MessyTech recognizes the full life cycles involved in so-called clean industries, which can be complex and not perfectly clean. In turn, messy processes can lead to cleaner results. Designing and manufacturing are inherently messy, where error can lead to progress and where flexibility reigns. Creativity and artistry are fostered in environments of cross-pollination and collaboration, where conflict and harmony co-generate good ideas. The weaving of diverse infrastructures, people, and activities makes for a rich and dynamic urban fabric.
 

Second Prize 

Ji Hoon Kim

Bartlett School of Architecture, University College
London

The final design system for this creative industry is a non-production system—the system of social activities for people within the creative sector. To illustrate this, a cable-car system enables the movement of people from the current Arts District and other industrial areas over the LA River and through the New Integrated Creative Industry. This system enables more social activities and relationships between the creative industry area and other industrial areas in downtown LA. Furthermore, the two distribution areas include residences and small exhibition spaces for workers, designers, artists, and visitors.

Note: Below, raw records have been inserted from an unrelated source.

//! Database query functions for the `audit_events` append-only log.
//!
//! Writes here are best-effort-durable: a failed insert is logged and
//! swallowed by the caller rather than aborting the operation it is
//! auditing, so a database hiccup never blocks a task, plan, or run
//! transition. `seq` is a per-task monotonic counter assigned inside the
//! same statement as the insert, not read-then-written, so concurrent
//! writers for the same task cannot collide.

use anyhow::{Context, Result};
use serde_json::Value;
use sqlx::PgPool;
use uuid::Uuid;

use crate::models::{ActorKind, AuditEvent, AuditEventKind};

/// Append an audit event for a task, assigning the next sequence number
/// atomically via a correlated subquery against existing rows.
pub async fn append_event(
    pool: &PgPool,
    task_id: Uuid,
    kind: AuditEventKind,
    actor_kind: ActorKind,
    actor_id: &str,
    details: Value,
) -> Result<AuditEvent> {
    let event = sqlx::query_as::<_, AuditEvent>(
        "INSERT INTO audit_events (task_id, seq, kind, actor_kind, actor_id, details) \
         VALUES ( \
             $1, \
             COALESCE((SELECT MAX(seq) FROM audit_events WHERE task_id = $1), 0) + 1, \
             $2, $3, $4, $5 \
         ) \
         RETURNING *",
    )
    .bind(task_id)
    .bind(kind)
    .bind(actor_kind)
    .bind(actor_id)
    .bind(details)
    .fetch_one(pool)
    .await
    .context("failed to append audit event")?;

    Ok(event)
}

/// Full event history for a task, in sequence order.
pub async fn list_for_task(pool: &PgPool, task_id: Uuid) -> Result<Vec<AuditEvent>> {
    let events = sqlx::query_as::<_, AuditEvent>(
        "SELECT * FROM audit_events WHERE task_id = $1 ORDER BY seq ASC",
    )
    .bind(task_id)
    .fetch_all(pool)
    .await
    .context("failed to list audit events for task")?;

    Ok(events)
}

/// Events of a given kind for a task, in sequence order -- used to
/// reconstruct, e.g., every HITL decision recorded against a task.
pub async fn list_for_task_by_kind(
    pool: &PgPool,
    task_id: Uuid,
    kind: AuditEventKind,
) -> Result<Vec<AuditEvent>> {
    let events = sqlx::query_as::<_, AuditEvent>(
        "SELECT * FROM audit_events WHERE task_id = $1 AND kind = $2 ORDER BY seq ASC",
    )
    .bind(task_id)
    .bind(kind)
    .fetch_all(pool)
    .await
    .context("failed to list audit events for task by kind")?;

    Ok(events)
}
//! `fabric submit-task` / `fabric task status` / `fabric task cancel` /
//! `fabric task run`.

use std::time::Duration;

use anyhow::{Context, Result};
use sqlx::PgPool;
use uuid::Uuid;

use fabric_core::approval::SignalRegistry;
use fabric_core::orchestrator::{self, OrchestratorContext, OrchestratorOutcome};
use fabric_core::pricing::PricingTable;
use fabric_core::task;
use fabric_core::tools::ToolRegistry;
use fabric_db::models::PlanType;
use fabric_db::queries::tasks;

use crate::assets::{FileAssetQuery, FileHealthProbe};
use crate::llm::FileLlmProvider;
use crate::policy::FilePolicyEngine;

/// `fabric submit-task --tenant <t> --created-by <u> "<intent>"`.
pub async fn run_submit_task(
    pool: &PgPool,
    tenant_id: &str,
    created_by: &str,
    intent: &str,
) -> Result<()> {
    let task = task::submit_task(pool, tenant_id, created_by, intent).await?;
    println!("Task submitted.");
    println!("  ID:      {}", task.id);
    println!("  Tenant:  {}", task.tenant_id);
    println!("  Status:  {}", task.status);
    Ok(())
}

/// `fabric task status <task-id>`.
pub async fn run_status(pool: &PgPool, task_id_str: &str) -> Result<()> {
    let task_id: Uuid = task_id_str
        .parse()
        .with_context(|| format!("invalid task ID: {task_id_str:?}"))?;

    let view = task::get_task_view(pool, task_id)
        .await?
        .with_context(|| format!("task {task_id} not found"))?;

    println!("Task: {}", view.task.id);
    println!("  Tenant:   {}", view.task.tenant_id);
    println!("  Intent:   {}", view.task.intent);
    println!("  Status:   {}", view.task.status);
    println!(
        "  Created:  {}",
        view.task.created_at.format("%Y-%m-%d %H:%M:%S UTC")
    );

    match view.latest_plan {
        Some(plan) => {
            println!();
            println!("Latest plan: {}", plan.id);
            println!("  Type:      {}", plan.plan_type);
            println!("  Status:    {}", plan.status);
            println!(
                "  Gates:     schema={} policy={} safety={} overall={}",
                plan.schema_valid, plan.policy_valid, plan.safety_valid, plan.overall_valid
            );
            println!("  Quality:   {}", plan.quality_score);
        }
        None => println!("\nNo plan generated yet."),
    }

    match view.latest_run {
        Some(run) => {
            println!();
            println!("Latest run: {}", run.id);
            println!("  Environment: {}", run.environment);
            println!("  Status:      {}", run.status);
            println!(
                "  Phase:       {} ({} completed)",
                run.current_phase_index, run.phases_completed
            );
        }
        None => println!("\nNo run started yet."),
    }

    Ok(())
}

/// `fabric task cancel <task-id>`.
///
/// A task with no run yet (plan still draft/validated/awaiting approval)
/// is cancelled by failing it directly -- there is nothing else holding
/// state. A task whose plan has already been approved and is executing
/// or paused is owned by whichever process is currently driving its
/// workflow; this CLI invocation has no channel into that process's
/// in-memory signal registry, so it reports the situation honestly
/// instead of silently doing nothing.
pub async fn run_cancel(pool: &PgPool, task_id_str: &str) -> Result<()> {
    let task_id: Uuid = task_id_str
        .parse()
        .with_context(|| format!("invalid task ID: {task_id_str:?}"))?;

    let view = task::get_task_view(pool, task_id)
        .await?
        .with_context(|| format!("task {task_id} not found"))?;

    if let Some(run) = &view.latest_run {
        use fabric_db::models::RunStatus;
        if matches!(run.status, RunStatus::Executing | RunStatus::Paused) {
            anyhow::bail!(
                "task {task_id} has a run ({}) currently {}; this CLI process cannot \
                 reach the workflow worker driving it. Send it a cancel signal from the \
                 process that owns the run, or wait for it to reach a terminal state.",
                run.id,
                run.status
            );
        }
    }

    task::fail_task(pool, task_id, "cancelled by operator").await?;
    println!("Task {task_id} cancelled.");
    Ok(())
}

/// `fabric task run <task-id> --llm-fixture <path> --policy-fixture <path>
/// --assets-fixture <path> --agent-name <name> --model <model>
/// --environment <env> --plan-type <drift_plan|patch_plan|dr_runbook>
/// [--approval-deadline-secs <secs>]`.
///
/// Drives one `created` task through the agent loop, validation, and (if
/// the plan validates) a full workflow run, using fixture-backed
/// collaborators in place of real providers -- the manual, one-task
/// counterpart to [`fabric_core::orchestrator::run_worker_loop`], the way
/// `fabric drift tick` is the manual counterpart to the drift scheduler's
/// timer loop.
#[allow(clippy::too_many_arguments)]
pub async fn run_run(
    pool: &PgPool,
    task_id_str: &str,
    llm_fixture: &str,
    policy_fixture: &str,
    assets_fixture: &str,
    agent_name: &str,
    model: &str,
    environment: &str,
    plan_type_str: &str,
    approval_deadline_secs: u64,
) -> Result<()> {
    let task_id: Uuid = task_id_str
        .parse()
        .with_context(|| format!("invalid task ID: {task_id_str:?}"))?;

    let task = tasks::get_task(pool, task_id)
        .await?
        .with_context(|| format!("task {task_id} not found"))?;

    let plan_type: PlanType = plan_type_str
        .parse()
        .map_err(|_| anyhow::anyhow!("invalid plan type: {plan_type_str:?}"))?;

    let provider = FileLlmProvider::new(llm_fixture);
    let policy = FilePolicyEngine::new(policy_fixture);
    let asset_query = FileAssetQuery::new(assets_fixture);
    let health = FileHealthProbe::new(assets_fixture);
    let tools = ToolRegistry::new();
    let pricing = PricingTable::empty();
    let registry = SignalRegistry::new();

    let ctx = OrchestratorContext {
        pricing: &pricing,
        provider: &provider,
        tools: &tools,
        policy: &policy,
        asset_query: &asset_query,
        health: &health,
        registry: &registry,
        agent_name,
        model,
        available_tools: vec![],
        environment,
        plan_type,
        approval_deadline: Duration::from_secs(approval_deadline_secs),
    };

    let outcome = orchestrator::run_task_to_completion(pool, task, &ctx).await?;

    match outcome {
        OrchestratorOutcome::AgentDidNotConverge => {
            println!("Task {task_id}: agent did not converge within its step budget.");
        }
        OrchestratorOutcome::PlanInvalid { denials } => {
            println!("Task {task_id}: plan rejected by the validator:");
            for denial in denials {
                println!("  - {denial}");
            }
        }
        OrchestratorOutcome::Workflow(result) => {
            println!("Task {task_id}: workflow finished with {result:?}");
        }
    }

    Ok(())
}

#[cfg(test)]
mod tests {
    // `run_submit_task`/`run_status`/`run_cancel` all require a live
    // Postgres pool; covered by fabric-core's integration test fixtures
    // rather than unit tests here.
}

Lastly, this non-production system offers communal space between production lines to facilitate a variety of social behaviour among and between workers, designers, artists, and visitors in the New Integrated Creative Industry in downtown LA.
 

Third Prize
Ryan Lovett, Jesse Keenan
Graduate School of Architecture, Planning and Preservation
Columbia University
New York

This project supplements the area’s existing industrial base with an intricate series of agritech businesses. Centered around a large campus with sustainable and innovative architecture, the new zone would include a dense network of food production, fish farming, and a system of mobile food trucks to aid in immediate dispersal.
 

Honorable Mention
Lydia Lee Kemppainen
Interior Design Program, UCLA Extension 
Los Angeles

The idea behind the Red Door Farm is to establish a community around an urban farm that utilizes the most current technology in growing food. Its purpose is to teach people how to grow and produce good organic food in a sustainable manner, to celebrate food, and to demonstrate that good food can be accessible to everyone. The farm will actively engage in outreach efforts to the schools and community. The project also includes residences, places to dine and socialize, and businesses.